Collection ID: M.58

Collection context

Summary

Creator:
Chase Brass and Copper Company
Date:
1930-1981
Abstract:
The Chase Brass and Copper Records contains various professional documents regarding the Chase Brass and Copper Company. The collection is many composed of Company advertisements sent to customers and vendors detailing new products. Also represented are various employee bulletins, including Chase News, as well as photographs of company products and showrooms. The collection also contains various newspaper articles on company history. Interesting to note is a series of Chase Cartoons, as well as multiple bargaining contracts with the companies Union.
Extent:
6 Linear Feet and 10 legal manuscript boxes and 2 scrapbooks
Language:
English .

Background

Rules or conventions:
Describing Archives: A Content Standard
Scope and Content:

The Chase Brass and Copper Records contains various documents from []. The collection is divided into several series. Employee bulletins includes various materials distributed to employees, including Chase News and Chase Centaur. Photographs (of products) includes various photographs of Chase showrooms and products. Chase E-Awards contains documents regarding the E-Award Chase Brass and Copper received due to their war production efforts. Administrative History and Newspaper Clippings contains various professional documents, including company letterhead and wrapping paper. Also represented in this series are floorplans and other office ephemera. Other Publications include various documents distributed by the company, including pamphlets and books written by outside sources about the company. Chase Products includes product catalogs, advertisements, and brochures meant to advertise Chase products. Lastly, Barbara Endter research files contain various notes and documents collected by Endter while researching Chase Brass and Copper Company for her publication.

The Chase Brass and Copper Records contains various professional documents regarding the Chase Brass and Copper Company. The collection is many composed of Company advertisements sent to customers and vendors detailing new products. Also represented are various employee bulletins, including Chase News, as well as photographs of company products and showrooms. The collection also contains various newspaper articles on company history. Interesting to note is a series of Chase Cartoons, as well as multiple bargaining contracts with the companies Union.

Biographical / Historical:

Chase's history began with the Waterbury Manufacturing Company, incorporated in 1876 when a group of industrialists bought the assets of the bankrupt U.S. Button Company. This was the third company to bear the name Waterbury Manufacturing. Augustus Sabin Chase was the treasurer for the new company, becoming president a few years later. Waterbury Manufacturing produced buttons, umbrella components, upholstery trim and other metal items. Augustus S. Chase died in 1896 and was succeeded as company president by his son, Henry S. Chase.

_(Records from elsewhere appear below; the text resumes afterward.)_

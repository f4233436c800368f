//! Markdown to sanitized HTML, anchored to a repository context.
//!
//! Pipeline:
//! 1. Parse with pulldown-cmark (tables, strikethrough, task lists,
//!    footnotes enabled).
//! 2. Rewrite image events: missing/empty destinations degrade to their alt
//!    text, absolute `http(s)` destinations pass through, everything else is
//!    resolved against the repository's raw-content URL with a leading `./`
//!    stripped.
//! 3. Substitute GitHub `:shortcode:` emoji in text events. Code spans and
//!    code blocks keep their shortcodes literal.
//! 4. Sanitize the whole fragment through ammonia's allow-list. README text
//!    is authored by third parties and is untrusted; this step runs on every
//!    render.
//!
//! The default branch is assumed to be `main` rather than queried from the
//! API. Repositories whose primary branch has another name will get broken
//! image links; known limitation.

use pulldown_cmark::{html, CowStr, Event, Options, Parser, Tag, TagEnd};

pub const RAW_CONTENT_HOST: &str = "https://raw.githubusercontent.com";
pub const DEFAULT_BRANCH: &str = "main";

/// Presentational class attached to every rendered image. Styling contract
/// only; security comes from the sanitizer.
const README_IMAGE_CLASS: &str = "readme-image";

/// Fixed fragment substituted when a repository has no README.
pub const README_MISSING_HTML: &str =
    r#"<p class="readme-missing">No README.md found for this project.</p>"#;

/// Renders one repository's README. Replaced wholesale when the selected
/// repository changes.
pub struct ReadmeRenderer {
    owner: String,
    repo: String,
    branch: String,
}

impl ReadmeRenderer {
    pub fn new(owner: impl Into<String>, repo: impl Into<String>) -> Self {
        Self {
            owner: owner.into(),
            repo: repo.into(),
            branch: DEFAULT_BRANCH.to_string(),
        }
    }

    /// Parse, resolve image links, and sanitize. Pure: the same input in the
    /// same repository context always yields the same fragment.
    pub fn render(&self, markdown: &str) -> String {
        let mut options = Options::empty();
        options.insert(Options::ENABLE_TABLES);
        options.insert(Options::ENABLE_STRIKETHROUGH);
        options.insert(Options::ENABLE_TASKLISTS);
        options.insert(Options::ENABLE_FOOTNOTES);

        let parser = Parser::new_ext(markdown, options);
        let events = self.rewrite_images(parser);

        let mut raw_html = String::new();
        html::push_html(&mut raw_html, events.into_iter());

        sanitize(&raw_html)
    }

    /// Replace every markdown image with a pre-built `<img>` fragment (or
    /// bare alt text when the destination is unusable). Alt text is collected
    /// from the events between the image start and end tags.
    fn rewrite_images<'a>(&self, parser: impl Iterator<Item = Event<'a>>) -> Vec<Event<'a>> {
        let mut events = Vec::new();
        let mut pending: Option<PendingImage> = None;
        let mut in_code_block = false;

        for event in parser {
            match event {
                Event::Start(Tag::Image { dest_url, title, .. }) => {
                    pending = Some(PendingImage {
                        dest: dest_url.into_string(),
                        title: title.into_string(),
                        alt: String::new(),
                    });
                }
                Event::End(TagEnd::Image) => {
                    if let Some(image) = pending.take() {
                        events.push(Event::Html(CowStr::from(self.image_html(&image))));
                    }
                }
                Event::Start(Tag::CodeBlock(kind)) => {
                    in_code_block = true;
                    events.push(Event::Start(Tag::CodeBlock(kind)));
                }
                Event::End(TagEnd::CodeBlock) => {
                    in_code_block = false;
                    events.push(Event::End(TagEnd::CodeBlock));
                }
                Event::Text(text) => {
                    let text = if in_code_block {
                        text
                    } else {
                        replace_emoji_shortcodes(text)
                    };
                    match pending.as_mut() {
                        Some(image) => image.alt.push_str(&text),
                        None => events.push(Event::Text(text)),
                    }
                }
                other => match pending.as_mut() {
                    Some(image) => match other {
                        Event::Code(code) => image.alt.push_str(&code),
                        Event::SoftBreak | Event::HardBreak => image.alt.push(' '),
                        _ => {}
                    },
                    None => events.push(other),
                },
            }
        }

        events
    }

    fn image_html(&self, image: &PendingImage) -> String {
        let Some(url) = self.resolve_image_url(&image.dest) else {
            // No usable path: render the alt text alone, not a broken image.
            return escape_html(&image.alt);
        };

        let mut img = format!(
            r#"<img src="{}" alt="{}""#,
            escape_attr(&url),
            escape_attr(&image.alt)
        );
        if !image.title.is_empty() {
            img.push_str(&format!(r#" title="{}""#, escape_attr(&image.title)));
        }
        img.push_str(&format!(r#" class="{}">"#, README_IMAGE_CLASS));
        img
    }

    /// Absolute-scheme destinations pass through untouched; relative ones are
    /// rewritten to `<raw-host>/<owner>/<repo>/<branch>/<path>` with any
    /// leading `./` stripped. Empty destinations resolve to nothing.
    fn resolve_image_url(&self, dest: &str) -> Option<String> {
        if dest.is_empty() {
            return None;
        }
        if dest.starts_with("http") {
            return Some(dest.to_string());
        }

        let path = dest.strip_prefix("./").unwrap_or(dest);
        Some(format!(
            "{}/{}/{}/{}/{}",
            RAW_CONTENT_HOST, self.owner, self.repo, self.branch, path
        ))
    }
}

struct PendingImage {
    dest: String,
    title: String,
    alt: String,
}

/// Allow-list sanitization. Ammonia's defaults already strip scripts, inline
/// event handlers, and javascript: URLs; the only addition is the
/// presentational `class` on images.
fn sanitize(html: &str) -> String {
    ammonia::Builder::default()
        .add_tag_attributes("img", &["class"])
        .clean(html)
        .to_string()
}

/// Substitute GitHub emoji shortcodes (`:tada:` → 🎉) in display text.
/// Unrecognized codes stay literal, as do stray colons.
fn replace_emoji_shortcodes(text: CowStr<'_>) -> CowStr<'_> {
    if !text.contains(':') {
        return text;
    }

    let mut out = String::with_capacity(text.len());
    let mut rest = text.as_ref();
    while let Some(start) = rest.find(':') {
        out.push_str(&rest[..start]);
        let after = &rest[start + 1..];
        match after.find(':') {
            Some(end) if end > 0 => match emojis::get_by_shortcode(&after[..end]) {
                Some(emoji) => {
                    out.push_str(emoji.as_str());
                    rest = &after[end + 1..];
                }
                None => {
                    out.push(':');
                    rest = after;
                }
            },
            _ => {
                out.push(':');
                rest = after;
            }
        }
    }
    out.push_str(rest);
    CowStr::from(out)
}

fn escape_html(text: &str) -> String {
    text.replace('&', "&amp;").replace('<', "&lt;").replace('>', "&gt;")
}

fn escape_attr(text: &str) -> String {
    escape_html(text).replace('"', "&quot;")
}

#[cfg(test)]
mod tests {
    use super::*;

    fn renderer() -> ReadmeRenderer {
        ReadmeRenderer::new("alice", "tool-x")
    }

    #[test]
    fn relative_image_resolves_to_raw_content_url() {
        let html = renderer().render("![logo](./img/logo.png)");
        assert!(
            html.contains(r#"src="https://raw.githubusercontent.com/alice/tool-x/main/img/logo.png""#),
            "unexpected output: {}",
            html
        );
    }

    #[test]
    fn relative_image_without_dot_slash_also_resolves() {
        let html = renderer().render("![shot](docs/shot.png)");
        assert!(html.contains(r#"src="https://raw.githubusercontent.com/alice/tool-x/main/docs/shot.png""#));
    }

    #[test]
    fn absolute_image_passes_through_unchanged() {
        let html = renderer().render("![badge](https://img.shields.io/badge.svg)");
        assert!(html.contains(r#"src="https://img.shields.io/badge.svg""#));
    }

    #[test]
    fn empty_destination_degrades_to_alt_text() {
        let html = renderer().render("![just the alt]()");
        assert!(!html.contains("<img"));
        assert!(html.contains("just the alt"));
    }

    #[test]
    fn image_carries_title_and_styling_class() {
        let html = renderer().render(r#"![alt](./a.png "A title")"#);
        assert!(html.contains(r#"title="A title""#));
        assert!(html.contains(r#"class="readme-image""#));
    }

    #[test]
    fn emoji_shortcodes_are_substituted() {
        let html = renderer().render("Release :tada: now with :rocket: speed");
        assert!(html.contains('🎉'), "unexpected output: {}", html);
        assert!(html.contains('🚀'));
        assert!(!html.contains(":tada:"));
    }

    #[test]
    fn unknown_shortcodes_stay_literal() {
        let html = renderer().render("ratio 3:2:1 and :definitely_not_an_emoji:");
        assert!(html.contains("3:2:1"));
        assert!(html.contains(":definitely_not_an_emoji:"));
    }

    #[test]
    fn shortcodes_in_code_are_untouched() {
        let html = renderer().render("`:tada:`\n\n```\nprint(':rocket:')\n```");
        assert!(html.contains(":tada:"));
        assert!(html.contains(":rocket:"));
        assert!(!html.contains('🎉'));
        assert!(!html.contains('🚀'));
    }

    #[test]
    fn script_tags_are_stripped() {
        let html = renderer().render("hello\n\n<script>alert('xss')</script>\n\nworld");
        assert!(!html.contains("<script"));
        assert!(html.contains("hello"));
        assert!(html.contains("world"));
    }

    #[test]
    fn inline_event_handlers_are_stripped() {
        let html = renderer().render(r#"<img src="x" onerror="alert(1)">"#);
        assert!(!html.contains("onerror"));
    }

    #[test]
    fn render_is_idempotent_for_same_context() {
        let markdown = "# Title\n\n![logo](./logo.png)\n\n- a\n- b\n\n`code`";
        let first = renderer().render(markdown);
        let second = renderer().render(markdown);
        assert_eq!(first, second);
    }

    #[test]
    fn markdown_structure_survives_sanitization() {
        let html = renderer().render("# Heading\n\n| a | b |\n|---|---|\n| 1 | 2 |\n\n```rust\nfn x() {}\n```");
        assert!(html.contains("<h1"));
        assert!(html.contains("<table"));
        assert!(html.contains("<code"));
    }
}
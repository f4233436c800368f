//! Sandbox lifecycle endpoints.
//!
//! - POST   /api/v1/sandbox/open  — boot runtime + load the entry file
//! - GET    /api/v1/sandbox       — phase, code, notice, output snapshot
//! - POST   /api/v1/sandbox/run   — guarded execution; 409 while in flight
//! - DELETE /api/v1/sandbox       — drop the session
//!
//! A bootstrap failure is terminal: status and run report 503 until a new
//! open replaces the slot. User-code failures are never errors here — they
//! come back as output lines in the status snapshot.

use axum::{
    extract::State,
    routing::{get, post},
    Json, Router,
};
use serde::Deserialize;

use crate::app::SharedApp;
use crate::error::Result;
use crate::models::SandboxStatus;

pub fn routes(app: SharedApp) -> Router {
    Router::new()
        .route("/api/v1/sandbox/open", post(open_sandbox))
        .route("/api/v1/sandbox", get(get_sandbox).delete(close_sandbox))
        .route("/api/v1/sandbox/run", post(run_sandbox))
        .with_state(app)
}

#[derive(Debug, Deserialize)]
struct OpenBody {
    repo: String,
}

async fn open_sandbox(
    State(app): State<SharedApp>,
    Json(body): Json<OpenBody>,
) -> Result<Json<SandboxStatus>> {
    Ok(Json(app.open_sandbox(&body.repo).await?))
}

async fn get_sandbox(State(app): State<SharedApp>) -> Result<Json<SandboxStatus>> {
    Ok(Json(app.sandbox_status().await?))
}

async fn run_sandbox(State(app): State<SharedApp>) -> Result<Json<SandboxStatus>> {
    Ok(Json(app.run_sandbox().await?))
}

async fn close_sandbox(State(app): State<SharedApp>) -> Result<()> {
    app.close_sandbox().await;
    Ok(())
}
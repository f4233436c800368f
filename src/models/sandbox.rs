//! Sandbox session DTOs.

use serde::{Deserialize, Serialize};

/// Where a sandbox session currently sits in its lifecycle.
///
/// Bootstrap states are not represented here: a session only exists after the
/// runtime booted successfully, and a failed bootstrap is recorded as a
/// terminal error slot instead of a session. `Running` rejects re-entry.
#[derive(Debug, Clone, Copy, Serialize, Deserialize, PartialEq, Eq)]
#[serde(rename_all = "snake_case")]
pub enum SessionPhase {
    /// Runtime booted, no runnable source loaded.
    RuntimeReady,
    /// Source text cached and ready to execute.
    SourceReady,
    /// An execution is in flight.
    Running,
}

/// Point-in-time snapshot of a sandbox session, serialized for the frontend.
#[derive(Debug, Clone, Serialize, Deserialize)]
pub struct SandboxStatus {
    pub repo: String,
    pub phase: SessionPhase,
    /// Loaded source text, if an entry file was found.
    pub code: Option<String>,
    /// Human-readable note when no source could be loaded
    /// (no candidate file, or its content was not accessible).
    pub notice: Option<String>,
    /// Captured output lines in emission order.
    pub output: Vec<String>,
}
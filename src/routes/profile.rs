use axum::{
    extract::State,
    routing::{get, post},
    Json, Router,
};

use crate::app::SharedApp;
use crate::error::Result;
use crate::models::{GithubRepo, GithubUser};

pub fn routes(app: SharedApp) -> Router {
    Router::new()
        .route("/api/v1/profile", get(get_profile))
        .route("/api/v1/profile/reload", post(reload_profile))
        .route("/api/v1/repos", get(get_repos))
        .with_state(app)
}

async fn get_profile(State(app): State<SharedApp>) -> Result<Json<GithubUser>> {
    Ok(Json(app.user()?))
}

/// Repositories with the profile-readme entry already filtered out.
async fn get_repos(State(app): State<SharedApp>) -> Result<Json<Vec<GithubRepo>>> {
    Ok(Json(app.repos()?))
}

/// Refetch user + repos concurrently; commits both or neither.
async fn reload_profile(State(app): State<SharedApp>) -> Result<Json<GithubUser>> {
    app.load().await?;
    Ok(Json(app.user()?))
}
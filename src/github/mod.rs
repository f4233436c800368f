//! GitHub REST API gateway.
//!
//! `GithubClient` is the only module that talks to the network; everything
//! above it consumes typed results. Absence (404) and failure (any other
//! non-2xx) are kept strictly apart — see `error.rs`.

mod client;

pub use client::{decode_base64, GithubClient, API_BASE_URL};
//! Sandbox session lifecycle tests against a stub runtime.
//!
//! The runtime loader is an injected capability, so these tests swap the
//! CPython subprocess for in-process stubs and exercise the session state
//! machine directly: phase transitions, the run guard, output clearing, and
//! error-as-output behavior.

use std::sync::Arc;
use std::time::Duration;

use async_trait::async_trait;

use showcase_viewer::error::AppError;
use showcase_viewer::github::GithubClient;
use showcase_viewer::models::SessionPhase;
use showcase_viewer::sandbox::{
    OutputBuffer, RuntimeError, RuntimeLoader, SandboxRuntime, SandboxSession,
};

/// Emits configured lines after an optional delay, then optionally fails.
struct StubRuntime {
    delay: Duration,
    lines: Vec<String>,
    fail_with: Option<String>,
}

impl StubRuntime {
    fn emitting(lines: &[&str]) -> Self {
        Self {
            delay: Duration::ZERO,
            lines: lines.iter().map(|s| s.to_string()).collect(),
            fail_with: None,
        }
    }
}

#[async_trait]
impl SandboxRuntime for StubRuntime {
    async fn execute(
        &mut self,
        _code: &str,
        output: &OutputBuffer,
    ) -> Result<(), RuntimeError> {
        tokio::time::sleep(self.delay).await;
        for line in &self.lines {
            output.push_line(line);
        }
        match &self.fail_with {
            Some(message) => Err(RuntimeError::Exec(message.clone())),
            None => Ok(()),
        }
    }
}

struct FailingLoader;

#[async_trait]
impl RuntimeLoader for FailingLoader {
    async fn load(&self) -> Result<Box<dyn SandboxRuntime>, RuntimeError> {
        Err(RuntimeError::Bootstrap("no interpreter on this host".to_string()))
    }
}

struct StubLoader;

#[async_trait]
impl RuntimeLoader for StubLoader {
    async fn load(&self) -> Result<Box<dyn SandboxRuntime>, RuntimeError> {
        Ok(Box::new(StubRuntime::emitting(&["booted"])))
    }
}

fn session_with(runtime: StubRuntime) -> SandboxSession {
    SandboxSession::with_runtime(Box::new(runtime), "tool-x")
}

/// Client pointing at a closed port; only used where the session is expected
/// to survive a content-fetch failure.
fn unreachable_client() -> GithubClient {
    GithubClient::with_base_url("http://127.0.0.1:1", Duration::from_secs(1)).unwrap()
}

#[tokio::test]
async fn session_starts_runtime_ready_without_source() {
    let session = session_with(StubRuntime::emitting(&[]));
    let status = session.status();
    assert_eq!(status.phase, SessionPhase::RuntimeReady);
    assert!(status.code.is_none());
    assert!(status.output.is_empty());
}

#[tokio::test]
async fn installing_source_transitions_to_source_ready() {
    let session = session_with(StubRuntime::emitting(&[]));
    session.install_source("print('hi')".to_string());
    let status = session.status();
    assert_eq!(status.phase, SessionPhase::SourceReady);
    assert_eq!(status.code.as_deref(), Some("print('hi')"));
}

#[tokio::test]
async fn run_without_source_is_rejected() {
    let session = session_with(StubRuntime::emitting(&[]));
    let err = session.run(Duration::from_secs(1)).await.unwrap_err();
    assert!(matches!(err, AppError::BadRequest(_)));
}

#[tokio::test]
async fn run_captures_output_in_order() {
    let session = session_with(StubRuntime::emitting(&["one", "two", "three"]));
    session.install_source("code".to_string());
    session.run(Duration::from_secs(1)).await.unwrap();

    let status = session.status();
    assert_eq!(status.phase, SessionPhase::SourceReady);
    assert_eq!(status.output, vec!["one", "two", "three"]);
}

#[tokio::test]
async fn each_run_clears_the_previous_output() {
    let session = session_with(StubRuntime::emitting(&["line"]));
    session.install_source("code".to_string());

    session.run(Duration::from_secs(1)).await.unwrap();
    session.run(Duration::from_secs(1)).await.unwrap();

    // Only one run's worth of output, never an accumulated tail.
    assert_eq!(session.status().output, vec!["line"]);
}

#[tokio::test]
async fn runtime_error_becomes_output_text_not_failure() {
    let session = session_with(StubRuntime {
        delay: Duration::ZERO,
        lines: vec!["partial".to_string()],
        fail_with: Some("boom".to_string()),
    });
    session.install_source("code".to_string());

    // The run itself succeeds; the session stays interactive.
    session.run(Duration::from_secs(1)).await.unwrap();

    let status = session.status();
    assert_eq!(status.phase, SessionPhase::SourceReady);
    assert_eq!(status.output[0], "partial");
    assert!(status.output[1].contains("boom"));
}

#[tokio::test]
async fn concurrent_run_is_rejected_and_does_not_reset_output() {
    let session = Arc::new(session_with(StubRuntime {
        delay: Duration::from_millis(300),
        lines: vec!["slow done".to_string()],
        fail_with: None,
    }));
    session.install_source("code".to_string());

    let first = {
        let session = session.clone();
        tokio::spawn(async move { session.run(Duration::from_secs(5)).await })
    };

    // Give the first run time to take the phase guard.
    tokio::time::sleep(Duration::from_millis(50)).await;
    assert_eq!(session.status().phase, SessionPhase::Running);

    let err = session.run(Duration::from_secs(5)).await.unwrap_err();
    assert!(matches!(err, AppError::RunInFlight));

    first.await.unwrap().unwrap();
    let status = session.status();
    assert_eq!(status.phase, SessionPhase::SourceReady);
    assert_eq!(status.output, vec!["slow done"]);
}

#[tokio::test]
async fn execution_past_the_deadline_is_cut_off() {
    let session = session_with(StubRuntime {
        delay: Duration::from_secs(60),
        lines: vec!["never".to_string()],
        fail_with: None,
    });
    session.install_source("code".to_string());

    session.run(Duration::from_millis(100)).await.unwrap();

    let status = session.status();
    assert_eq!(status.phase, SessionPhase::SourceReady);
    assert_eq!(status.output.len(), 1);
    assert!(status.output[0].contains("timed out"));
}

#[tokio::test]
async fn bootstrap_failure_is_terminal_for_the_open() {
    let client = unreachable_client();
    let err = SandboxSession::open(&FailingLoader, &client, "alice", "tool-x")
        .await
        .unwrap_err();
    assert!(matches!(err, AppError::SandboxUnavailable(_)));
}

#[tokio::test]
async fn content_fetch_failure_leaves_session_usable_with_notice() {
    let client = unreachable_client();
    let session = SandboxSession::open(&StubLoader, &client, "alice", "tool-x")
        .await
        .unwrap();

    let status = session.status();
    assert_eq!(status.phase, SessionPhase::RuntimeReady);
    assert!(status.code.is_none());
    assert!(status.notice.is_some());
}
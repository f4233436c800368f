//! Data transfer objects (DTOs) for API payloads.
//!
//! - `github`: Wire types deserialized from the GitHub REST API
//!   (GithubUser, GithubRepo, RepoEntry, ReadmeData)
//! - `sandbox`: Sandbox session phase and status snapshot
//! - `view`: View-state, status, and rendered-README responses

pub mod github;
pub mod sandbox;
pub mod view;

pub use github::*;
pub use sandbox::*;
pub use view::*;
//! Application state and view composition.
//!
//! `AppState` owns everything the route handlers touch: the GitHub client,
//! the loaded profile (user + filtered repo list), the current view, and the
//! single sandbox slot. Exactly one of {list, detail} is active at a time and
//! the detail view always carries its selected repository.

use std::sync::{Arc, RwLock};
use std::time::Instant;

use crate::error::{AppError, Result};
use crate::github::GithubClient;
use crate::models::{GithubRepo, GithubUser, SandboxStatus, ViewInfo};
use crate::sandbox::{RuntimeLoader, SandboxSession, RUN_TIMEOUT};

pub struct AppState {
    pub login: String,
    client: GithubClient,
    loader: Box<dyn RuntimeLoader>,
    started_at: Instant,
    profile: RwLock<Option<Profile>>,
    view: RwLock<View>,
    /// One sandbox session at a time; replaced wholesale on open.
    sandbox: tokio::sync::Mutex<SandboxSlot>,
}

#[derive(Clone)]
pub struct Profile {
    pub user: GithubUser,
    pub repos: Vec<GithubRepo>,
}

#[derive(Clone)]
pub enum View {
    List,
    Detail { repo: GithubRepo },
}

enum SandboxSlot {
    Empty,
    /// Bootstrap failed; terminal until the next open replaces the slot.
    Failed(String),
    Open(Arc<SandboxSession>),
}

pub type SharedApp = Arc<AppState>;

impl AppState {
    pub fn new(login: impl Into<String>, client: GithubClient, loader: Box<dyn RuntimeLoader>) -> Self {
        Self {
            login: login.into(),
            client,
            loader,
            started_at: Instant::now(),
            profile: RwLock::new(None),
            view: RwLock::new(View::List),
            sandbox: tokio::sync::Mutex::new(SandboxSlot::Empty),
        }
    }

    pub fn client(&self) -> &GithubClient {
        &self.client
    }

    pub fn uptime_secs(&self) -> u64 {
        self.started_at.elapsed().as_secs()
    }

    /// Fetch user profile and repository list concurrently; commit both or
    /// neither. A missing user is a failure here, not an absence.
    pub async fn load(&self) -> Result<()> {
        let (user, repos) = tokio::try_join!(
            self.client.fetch_user(&self.login),
            self.client.fetch_repos(&self.login),
        )?;

        let user = user
            .ok_or_else(|| AppError::NotFound(format!("GitHub user: {}", self.login)))?;
        let repos = filter_showcase_repos(&self.login, repos);

        tracing::info!("loaded profile for {} ({} repos)", self.login, repos.len());

        let mut slot = self.write_profile()?;
        *slot = Some(Profile { user, repos });
        Ok(())
    }

    pub fn user(&self) -> Result<GithubUser> {
        Ok(self.profile()?.user)
    }

    pub fn repos(&self) -> Result<Vec<GithubRepo>> {
        Ok(self.profile()?.repos)
    }

    pub fn find_repo(&self, name: &str) -> Result<GithubRepo> {
        self.profile()?
            .repos
            .into_iter()
            .find(|r| r.name == name)
            .ok_or_else(|| AppError::NotFound(format!("repository: {}", name)))
    }

    pub fn view(&self) -> Result<ViewInfo> {
        let view = self
            .view
            .read()
            .map_err(|_| AppError::Internal("Lock poisoned".to_string()))?;
        Ok(view_info(&view))
    }

    /// Switch to the detail view; always paired with a concrete repository.
    pub fn select_repo(&self, name: &str) -> Result<ViewInfo> {
        let repo = self.find_repo(name)?;
        let mut view = self.write_view()?;
        *view = View::Detail { repo };
        Ok(view_info(&view))
    }

    /// Back to the list view; the selection is cleared with it.
    pub fn back_to_list(&self) -> Result<ViewInfo> {
        let mut view = self.write_view()?;
        *view = View::List;
        Ok(view_info(&view))
    }

    /// Open a fresh sandbox session for a repository. Any previous session
    /// is dropped first; a bootstrap failure leaves a terminal error slot.
    pub async fn open_sandbox(&self, name: &str) -> Result<SandboxStatus> {
        let repo = self.find_repo(name)?;

        let mut slot = self.sandbox.lock().await;
        *slot = SandboxSlot::Empty;

        match SandboxSession::open(self.loader.as_ref(), &self.client, &self.login, &repo.name)
            .await
        {
            Ok(session) => {
                let session = Arc::new(session);
                let status = session.status();
                *slot = SandboxSlot::Open(session);
                Ok(status)
            }
            Err(e) => {
                *slot = SandboxSlot::Failed(e.to_string());
                Err(e)
            }
        }
    }

    pub async fn sandbox_status(&self) -> Result<SandboxStatus> {
        match &*self.sandbox.lock().await {
            SandboxSlot::Empty => Err(AppError::NotFound("sandbox session".to_string())),
            SandboxSlot::Failed(msg) => Err(AppError::SandboxUnavailable(msg.clone())),
            SandboxSlot::Open(session) => Ok(session.status()),
        }
    }

    /// Run the loaded source. The slot lock is released before execution so
    /// a concurrent trigger hits the session's phase guard (409) instead of
    /// queueing behind the in-flight run.
    pub async fn run_sandbox(&self) -> Result<SandboxStatus> {
        let session = match &*self.sandbox.lock().await {
            SandboxSlot::Empty => return Err(AppError::NotFound("sandbox session".to_string())),
            SandboxSlot::Failed(msg) => {
                return Err(AppError::SandboxUnavailable(msg.clone()))
            }
            SandboxSlot::Open(session) => session.clone(),
        };

        session.run(RUN_TIMEOUT).await?;
        Ok(session.status())
    }

    pub async fn close_sandbox(&self) {
        let mut slot = self.sandbox.lock().await;
        *slot = SandboxSlot::Empty;
    }

    fn profile(&self) -> Result<Profile> {
        self.profile
            .read()
            .map_err(|_| AppError::Internal("Lock poisoned".to_string()))?
            .clone()
            .ok_or_else(|| AppError::Internal("Profile not loaded".to_string()))
    }

    fn write_profile(&self) -> Result<std::sync::RwLockWriteGuard<'_, Option<Profile>>> {
        self.profile
            .write()
            .map_err(|_| AppError::Internal("Lock poisoned".to_string()))
    }

    fn write_view(&self) -> Result<std::sync::RwLockWriteGuard<'_, View>> {
        self.view
            .write()
            .map_err(|_| AppError::Internal("Lock poisoned".to_string()))
    }
}

fn view_info(view: &View) -> ViewInfo {
    match view {
        View::List => ViewInfo::List,
        View::Detail { repo } => ViewInfo::Detail {
            selected: repo.clone(),
        },
    }
}

/// Drop the repository whose name equals the profile login (the conventional
/// profile-readme repository); API return order is preserved.
pub fn filter_showcase_repos(login: &str, repos: Vec<GithubRepo>) -> Vec<GithubRepo> {
    repos.into_iter().filter(|r| r.name != login).collect()
}

#[cfg(test)]
mod tests {
    use super::*;
    use chrono::Utc;

    fn repo(name: &str) -> GithubRepo {
        GithubRepo {
            id: 1,
            name: name.to_string(),
            full_name: format!("alice/{}", name),
            html_url: format!("https://github.com/alice/{}", name),
            description: None,
            stargazers_count: 0,
            forks_count: 0,
            watchers_count: 0,
            language: None,
            created_at: Utc::now(),
            updated_at: Utc::now(),
            pushed_at: None,
            homepage: None,
            topics: Vec::new(),
        }
    }

    #[test]
    fn profile_readme_repo_is_filtered_out() {
        let repos = vec![repo("alice"), repo("tool-x")];
        let filtered = filter_showcase_repos("alice", repos);
        assert_eq!(filtered.len(), 1);
        assert_eq!(filtered[0].name, "tool-x");
    }

    #[test]
    fn filtering_preserves_listing_order() {
        let repos = vec![repo("zeta"), repo("alice"), repo("alpha"), repo("mid")];
        let names: Vec<_> = filter_showcase_repos("alice", repos)
            .into_iter()
            .map(|r| r.name)
            .collect();
        assert_eq!(names, vec!["zeta", "alpha", "mid"]);
    }

    #[test]
    fn filtering_is_exact_match_on_name() {
        let repos = vec![repo("alice-tools"), repo("Alice")];
        let filtered = filter_showcase_repos("alice", repos);
        assert_eq!(filtered.len(), 2);
    }
}
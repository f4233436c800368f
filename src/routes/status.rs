//! App status endpoint.
//!
//! GET /api/v1/status
//!
//! Returns the configured login, filtered repo count, uptime, and version.

use axum::{extract::State, routing::get, Json, Router};

use crate::app::SharedApp;
use crate::error::Result;
use crate::models::StatusInfo;

pub fn routes(app: SharedApp) -> Router {
    Router::new()
        .route("/api/v1/status", get(get_status))
        .with_state(app)
}

async fn get_status(State(app): State<SharedApp>) -> Result<Json<StatusInfo>> {
    Ok(Json(StatusInfo {
        login: app.login.clone(),
        repo_count: app.repos()?.len(),
        uptime_secs: app.uptime_secs(),
        version: env!("CARGO_PKG_VERSION").to_string(),
    }))
}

The Chase Rolling Mill, owned by Waterbury Manufacturing Co., was built in 1900 to supply brass to Waterbury Manufacturing. Nine years later, Waterbury Manufacturing purchased the Noera Manufacturing Company, a Waterbury company known for its oil cans. The Noera division of Chase produced oilers, tire pumps, grease guns and sprayer. In 1910, construction began on the mile-long Chase Metal Works plant, built in the Waterville section of town. Chase Rolling Mill Company and Chase Metal Works, Inc. were merged into the Chase Companies, Incorporated. Their principal product was brass, copper and bronze sheet, rod, wire, tube and fittings. The Waterbury Manufacturing Co., located on North Main Street, continued as a division of Chase and served as the principal fabricating division. The success of the business led to the construction of a new office building on Grand Street for the Chase Companies. Designed by nationally-renowned architect Cass Gilbert, the new building was part of a larger plan of development by Henry Chase, who sought to make Waterbury the most beautiful city in the country. Chase died of appendicitis in 1918, a year before his company's office building was completed. His brother Frederick succeeded him as company president.

The Chase Companies expanded rapidly during the 1920s, opening warehouses on both coasts in 1921 and numerous cities throughout the country soon after. In 1927, Chase purchased the U.T. Hungerford Brass and Copper Co. In 1929, the Chase company's third brass mill was built to serve their mid-western brass and copper market. Named the Babbitt Road Plant, the new factory was located in Cleveland, Ohio and produced a general line of brass and copper rod and tube. Chase became a subsidiary of Kennecott Copper Corporation, the world's largest copper producer, in October 1929. The Chase family retained operating control of their business. The company was renamed Chase Brass and Copper Company, Incorporated in 1936, adopting the name of their New York sales office. Henry Chase's son, Rodney, initiated the Chase specialties line in the 1930s, hiring designers to create chrome and copper house wares using existing manufacturing equipment. The Chase specialty items were an affordable and popular alternative to silver products and today are highly collectable by lovers of the art deco style. The specialties line was discontinued with the advent of World War II.

During the war, the Chase factories in Waterbury were devoted to war production, as were nearly all Waterbury factories. In addition, Chase executives and technicians were hired by the U.S. government to build and operate a war-production facility in Cleveland near the Babbitt Road Plant. Chase purchased the factory from the government after the war and renamed it the Upson Road Plant, using it for the production of brass and copper sheet. In 1947, following a factory strike, the Chase Rolling Mill Company was merged with the Metal Works plant in Waterville, and the Rolling Mill became a warehouse.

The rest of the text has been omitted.